Como buena jueza empieza a hacer casuística del más allá y nos cuenta la historia de una familiar suya muy religiosa, que perdió a su hermana y que al cabo de un tiempo se terminó casando con el novio de esa difunta hermana. “Y yo le decía, cuando lleguemos allí, ¿qué va a hacer Pepe cuando os tenga a las dos delante?”.
Confiesa que trata de no pensar mucho en el último tramo —”lo más importante será hacerlo lo mejor posible y no dar guerra”—, pero piensa que será un trance difícil, y más todavía si te pasa como a ella, que dice que necesita todavía mucho tiempo para viajar a su propio interior y así “sacar todas las cosas” que lleva dentro de sí y “verlas fuera”.

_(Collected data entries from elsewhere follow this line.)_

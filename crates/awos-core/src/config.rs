use anyhow::{Context, Result};
use serde::{Deserialize, Serialize};
use std::path::PathBuf;
use url::Url;

/// Configuration validation errors
#[derive(Debug, Clone)]
pub struct ConfigValidationError {
    pub field: String,
    pub message: String,
}

impl std::fmt::Display for ConfigValidationError {
    fn fmt(&self, f: &mut std::fmt::Formatter<'_>) -> std::fmt::Result {
        write!(f, "{}: {}", self.field, self.message)
    }
}

/// Result of config validation
#[derive(Debug, Clone, Default)]
pub struct ValidationResult {
    pub errors: Vec<ConfigValidationError>,
    pub warnings: Vec<ConfigValidationError>,
}

impl ValidationResult {
    /// Returns true if there are no errors (warnings are OK)
    pub fn is_valid(&self) -> bool {
        self.errors.is_empty()
    }

    /// Add an error
    pub fn add_error(&mut self, field: impl Into<String>, message: impl Into<String>) {
        self.errors.push(ConfigValidationError {
            field: field.into(),
            message: message.into(),
        });
    }

    /// Add a warning
    pub fn add_warning(&mut self, field: impl Into<String>, message: impl Into<String>) {
        self.warnings.push(ConfigValidationError {
            field: field.into(),
            message: message.into(),
        });
    }

    /// Get a user-friendly message summarizing all errors
    pub fn error_summary(&self) -> String {
        if self.errors.is_empty() {
            return String::new();
        }
        self.errors
            .iter()
            .map(|e| e.to_string())
            .collect::<Vec<_>>()
            .join("; ")
    }
}

#[derive(Debug, Clone, Serialize, Deserialize)]
pub struct Config {
    /// METAR source settings
    #[serde(default)]
    pub metar: MetarSourceConfig,

    /// Airport metadata source settings
    #[serde(default)]
    pub airports: AirportSourceConfig,

    /// Polling settings
    #[serde(default)]
    pub polling: PollingConfig,
}

#[derive(Debug, Clone, Serialize, Deserialize)]
pub struct MetarSourceConfig {
    /// URL of the plain-text METAR endpoint (queried with `?id=<ICAO>`)
    pub base_url: String,

    /// In-band error marker some deployments embed in the response body.
    /// `None` means the deployment signals errors by HTTP status only.
    pub error_marker: Option<String>,
}

impl Default for MetarSourceConfig {
    fn default() -> Self {
        Self {
            base_url: "https://metar.vatsim.net/metar.php".to_string(),
            error_marker: Some("Error".to_string()),
        }
    }
}

/// Expected JSON shape of the airport endpoint, pinned per deployment.
#[derive(Debug, Clone, Copy, PartialEq, Eq, Serialize, Deserialize, Default)]
#[serde(rename_all = "lowercase")]
pub enum AirportShape {
    #[default]
    Object,
    Array,
}

#[derive(Debug, Clone, Serialize, Deserialize)]
pub struct AirportSourceConfig {
    /// URL of the airport metadata endpoint (queried with `?icao=<ICAO>`)
    pub base_url: String,

    /// API key appended as `&key=<credential>` (optional, can be set via environment)
    pub api_key: Option<String>,

    /// Response body shape for this deployment
    #[serde(default)]
    pub shape: AirportShape,
}

impl Default for AirportSourceConfig {
    fn default() -> Self {
        Self {
            base_url: "https://apps.estassinos.com/api/fs-core-data-api/airports.php"
                .to_string(),
            api_key: std::env::var("AWOS_AIRPORT_API_KEY").ok(),
            shape: AirportShape::default(),
        }
    }
}

#[derive(Debug, Clone, Serialize, Deserialize)]
pub struct PollingConfig {
    /// METAR refresh interval in minutes (0 disables polling)
    pub refresh_minutes: u32,
}

impl Default for PollingConfig {
    fn default() -> Self {
        Self { refresh_minutes: 15 }
    }
}

impl Default for Config {
    fn default() -> Self {
        Self {
            metar: MetarSourceConfig::default(),
            airports: AirportSourceConfig::default(),
            polling: PollingConfig::default(),
        }
    }
}

impl Config {
    /// Load configuration from file, creating default if it doesn't exist
    pub fn load() -> Result<Self> {
        let config_path = Self::config_path()?;

        if !config_path.exists() {
            let config = Self::default();
            config.save()?;
            return Ok(config);
        }

        let contents =
            std::fs::read_to_string(&config_path).context("Failed to read config file")?;

        let config: Config = toml::from_str(&contents).context("Failed to parse config file")?;

        Ok(config)
    }

    /// Load configuration and validate it
    ///
    /// Returns the config along with any validation warnings.
    /// Returns an error if validation fails with critical errors.
    pub fn load_validated() -> Result<(Self, ValidationResult)> {
        let config = Self::load()?;
        let validation = config.validate();

        if !validation.is_valid() {
            anyhow::bail!(
                "Configuration validation failed: {}",
                validation.error_summary()
            );
        }

        if !validation.warnings.is_empty() {
            for warning in &validation.warnings {
                tracing::warn!("Config warning: {}", warning);
            }
        }

        Ok((config, validation))
    }

    /// Validate the configuration
    ///
    /// Returns a ValidationResult containing any errors or warnings.
    pub fn validate(&self) -> ValidationResult {
        let mut result = ValidationResult::default();

        self.validate_url(&self.metar.base_url, "metar.base_url", &mut result);
        self.validate_url(&self.airports.base_url, "airports.base_url", &mut result);

        if let Some(marker) = &self.metar.error_marker {
            if marker.is_empty() {
                result.add_error(
                    "metar.error_marker",
                    "Error marker cannot be empty; omit it to disable the check",
                );
            }
        }

        if let Some(key) = &self.airports.api_key {
            if key.is_empty() {
                result.add_warning(
                    "airports.api_key",
                    "API key is empty - requests will be sent without a credential",
                );
            }
        }

        if self.polling.refresh_minutes == 0 {
            result.add_warning(
                "polling.refresh_minutes",
                "METAR polling disabled (0 minutes)",
            );
        } else if self.polling.refresh_minutes > 1440 {
            result.add_warning(
                "polling.refresh_minutes",
                "METAR refresh interval is more than 24 hours",
            );
        }

        result
    }

    /// Validate a URL field
    fn validate_url(&self, url_str: &str, field_name: &str, result: &mut ValidationResult) {
        match Url::parse(url_str) {
            Ok(url) => {
                if url.scheme() != "http" && url.scheme() != "https" {
                    result.add_error(
                        field_name,
                        format!("URL must use http or https scheme, got: {}", url.scheme()),
                    );
                }

                if url.host().is_none() {
                    result.add_error(field_name, "URL must have a host");
                }

                if let Some(port) = url.port() {
                    if port == 0 {
                        result.add_error(field_name, "Port cannot be 0");
                    }
                }
            }
            Err(e) => {
                result.add_error(field_name, format!("Invalid URL: {}", e));
            }
        }
    }

    /// Save configuration to file
    pub fn save(&self) -> Result<()> {
        let config_path = Self::config_path()?;

        if let Some(parent) = config_path.parent() {
            std::fs::create_dir_all(parent).context("Failed to create config directory")?;
        }

        let contents = toml::to_string_pretty(self).context("Failed to serialize config")?;

        std::fs::write(&config_path, contents).context("Failed to write config file")?;

        Ok(())
    }

    /// Get the path to the configuration file
    fn config_path() -> Result<PathBuf> {
        let config_dir = dirs::config_dir()
            .context("Failed to get config directory")?
            .join("awos");

        Ok(config_dir.join("config.toml"))
    }
}

#[cfg(test)]
mod tests {
    use super::*;

    #[test]
    fn test_valid_default_config() {
        let config = Config::default();
        let result = config.validate();
        assert!(
            result.is_valid(),
            "Default config should be valid: {:?}",
            result.errors
        );
    }

    #[test]
    fn test_invalid_metar_url() {
        let mut config = Config::default();
        config.metar.base_url = "not-a-url".to_string();
        let result = config.validate();
        assert!(!result.is_valid());
        assert!(result.errors.iter().any(|e| e.field == "metar.base_url"));
    }

    #[test]
    fn test_invalid_url_scheme() {
        let mut config = Config::default();
        config.airports.base_url = "ftp://example.com/airports.php".to_string();
        let result = config.validate();
        assert!(!result.is_valid());
        assert!(result
            .errors
            .iter()
            .any(|e| e.message.contains("http or https")));
    }

    #[test]
    fn test_empty_error_marker_is_error() {
        let mut config = Config::default();
        config.metar.error_marker = Some(String::new());
        let result = config.validate();
        assert!(!result.is_valid());
        assert!(result.errors.iter().any(|e| e.field == "metar.error_marker"));
    }

    #[test]
    fn test_no_error_marker_is_valid() {
        let mut config = Config::default();
        config.metar.error_marker = None;
        let result = config.validate();
        assert!(result.is_valid());
    }

    #[test]
    fn test_zero_refresh_is_warning() {
        let mut config = Config::default();
        config.polling.refresh_minutes = 0;
        let result = config.validate();
        assert!(result.is_valid());
        assert!(result
            .warnings
            .iter()
            .any(|w| w.field == "polling.refresh_minutes"));
    }

    #[test]
    fn test_airport_shape_roundtrip() {
        let mut config = Config::default();
        config.airports.shape = AirportShape::Array;
        let toml_str = toml::to_string(&config).unwrap();
        let parsed: Config = toml::from_str(&toml_str).unwrap();
        assert_eq!(parsed.airports.shape, AirportShape::Array);
    }

    #[test]
    fn test_shape_defaults_to_object() {
        let parsed: Config = toml::from_str("").unwrap();
        assert_eq!(parsed.airports.shape, AirportShape::Object);
    }

    #[test]
    fn test_validation_result_error_summary() {
        let mut result = ValidationResult::default();
        result.add_error("field1", "error1");
        result.add_error("field2", "error2");
        let summary = result.error_summary();
        assert!(summary.contains("field1"));
        assert!(summary.contains("field2"));
    }
}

Después da un sorbo a su café con leche y enumera todos los proyectos en los que está, su programa de radio sobre historia del derecho, las ONG en las que colabora, los bordados que hace, el puesto del mercado en el que atiende, los presos a los que forma. “Me gusta mucho vivir, no tengo ningún interés en morirme”, concluye.